We consider a $\delta$-neighborhood of $x \in \mathbb{R}^n$, i.e. $\mathbb{B}(x,\delta)$ (closed ball with center $x$ and radius $\delta$), and we see the $2^{nd}$ argument as a $\delta$-dependent parameter $\theta_\delta \in \mathbb{R}^m$. We study

$$ \max_{y \in \mathbb{B}(x,\delta)} \{ f(x,\theta_\delta)-f(y,\theta_\delta) \} $$

We assume that for any $x \in \mathbb{R}^n$ we have $ \delta \mapsto f(x,\theta_\delta)-f(y,\theta_\delta) $ non-decreasing if $y \in \mathbb{B}(x,\delta)$. Therefore, for any $x \in \mathbb{R}^n$, also $\delta \mapsto \max_{y \in \mathbb{B}(x,\delta)} \{ f(x,\theta_\delta)-f(y,\theta_\delta) \}$ is non-decreasing.

Say if the following proposition is true (if not, find a counterexample).

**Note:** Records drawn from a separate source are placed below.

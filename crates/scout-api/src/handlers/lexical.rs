//! Primary lexical backend health and reindexing.

use axum::extract::rejection::QueryRejection;
use axum::extract::{Query, State};
use axum::Json;
use chrono::{DateTime, Utc};
use serde::{Deserialize, Serialize};
use tracing::{info, warn};

use scout_core::HealthState;
use scout_search::ReindexReport;

use crate::error::ApiError;
use crate::state::AppState;

#[derive(Debug, Serialize)]
pub struct LexicalHealthResponse {
    /// Backend the status refers to.
    pub backend: &'static str,
    pub fallback: &'static str,
    pub status: HealthState,
    pub last_checked: Option<DateTime<Utc>>,
    pub consecutive_failures: u32,
    /// Documents in the primary index, when it answers.
    pub index_count: Option<u64>,
}

#[derive(Debug, Default, Deserialize)]
pub struct HealthParams {
    /// Probe now instead of reporting the cached state.
    #[serde(default)]
    pub refresh: bool,
}

pub async fn health(
    State(state): State<AppState>,
    params: Result<Query<HealthParams>, QueryRejection>,
) -> Result<Json<LexicalHealthResponse>, ApiError> {
    let Query(params) = params?;
    let lexical = state.engine.lexical();
    let fallback = lexical.fallback_backend().name();

    let Some(monitor) = lexical.health() else {
        // No primary configured: the fallback is the only backend.
        return Ok(Json(LexicalHealthResponse {
            backend: fallback,
            fallback,
            status: HealthState::Unavailable,
            last_checked: None,
            consecutive_failures: 0,
            index_count: None,
        }));
    };

    let status = if params.refresh {
        monitor.check_now().await
    } else {
        monitor.status()
    };

    let index_count = match &state.reindex {
        Some(target) if status.status != HealthState::Unavailable => {
            match target.index.document_count().await {
                Ok(count) => Some(count),
                Err(e) => {
                    warn!(subsystem = "api", error = %e, "Index count unavailable");
                    None
                }
            }
        }
        _ => None,
    };

    Ok(Json(LexicalHealthResponse {
        backend: monitor.backend_name(),
        fallback,
        status: status.status,
        last_checked: Some(status.last_checked),
        consecutive_failures: status.consecutive_failures,
        index_count,
    }))
}

/// Rebuild the primary index from the relational store.
pub async fn reindex(State(state): State<AppState>) -> Result<Json<ReindexReport>, ApiError> {
    let target = state
        .reindex
        .as_ref()
        .ok_or_else(|| ApiError::NotFound("no primary lexical index configured".to_string()))?;
    let _running = target
        .running
        .try_lock()
        .map_err(|_| ApiError::Conflict("reindex already running".to_string()))?;

    info!(subsystem = "api", batch_size = target.batch_size, "Reindex triggered");
    let report =
        scout_search::reindex(target.source.as_ref(), target.index.as_ref(), target.batch_size)
            .await?;

    if let Some(monitor) = state.engine.lexical().health() {
        monitor.check_now().await;
    }
    Ok(Json(report))
}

$$ \forall \epsilon > 0 \ \exists \delta >0 \text{ such that } \max_{y \in \mathbb{B}(x,\delta)} \{ f(x,\theta_\delta)-f(y,\theta_\delta) \} < \epsilon $$

Note: the proposition would hold for fixed $\delta$-independent $\theta$ as $x \mapsto f(x,\theta)$ is continuous. I suspect the proposition is true also for $\theta_\delta$ because the smaller $\delta$ is the smaller $\max_{y \in \mathbb{B}(x,\delta)} \{ f(x,\theta_\delta)-f(y,\theta_\delta) \}$ is.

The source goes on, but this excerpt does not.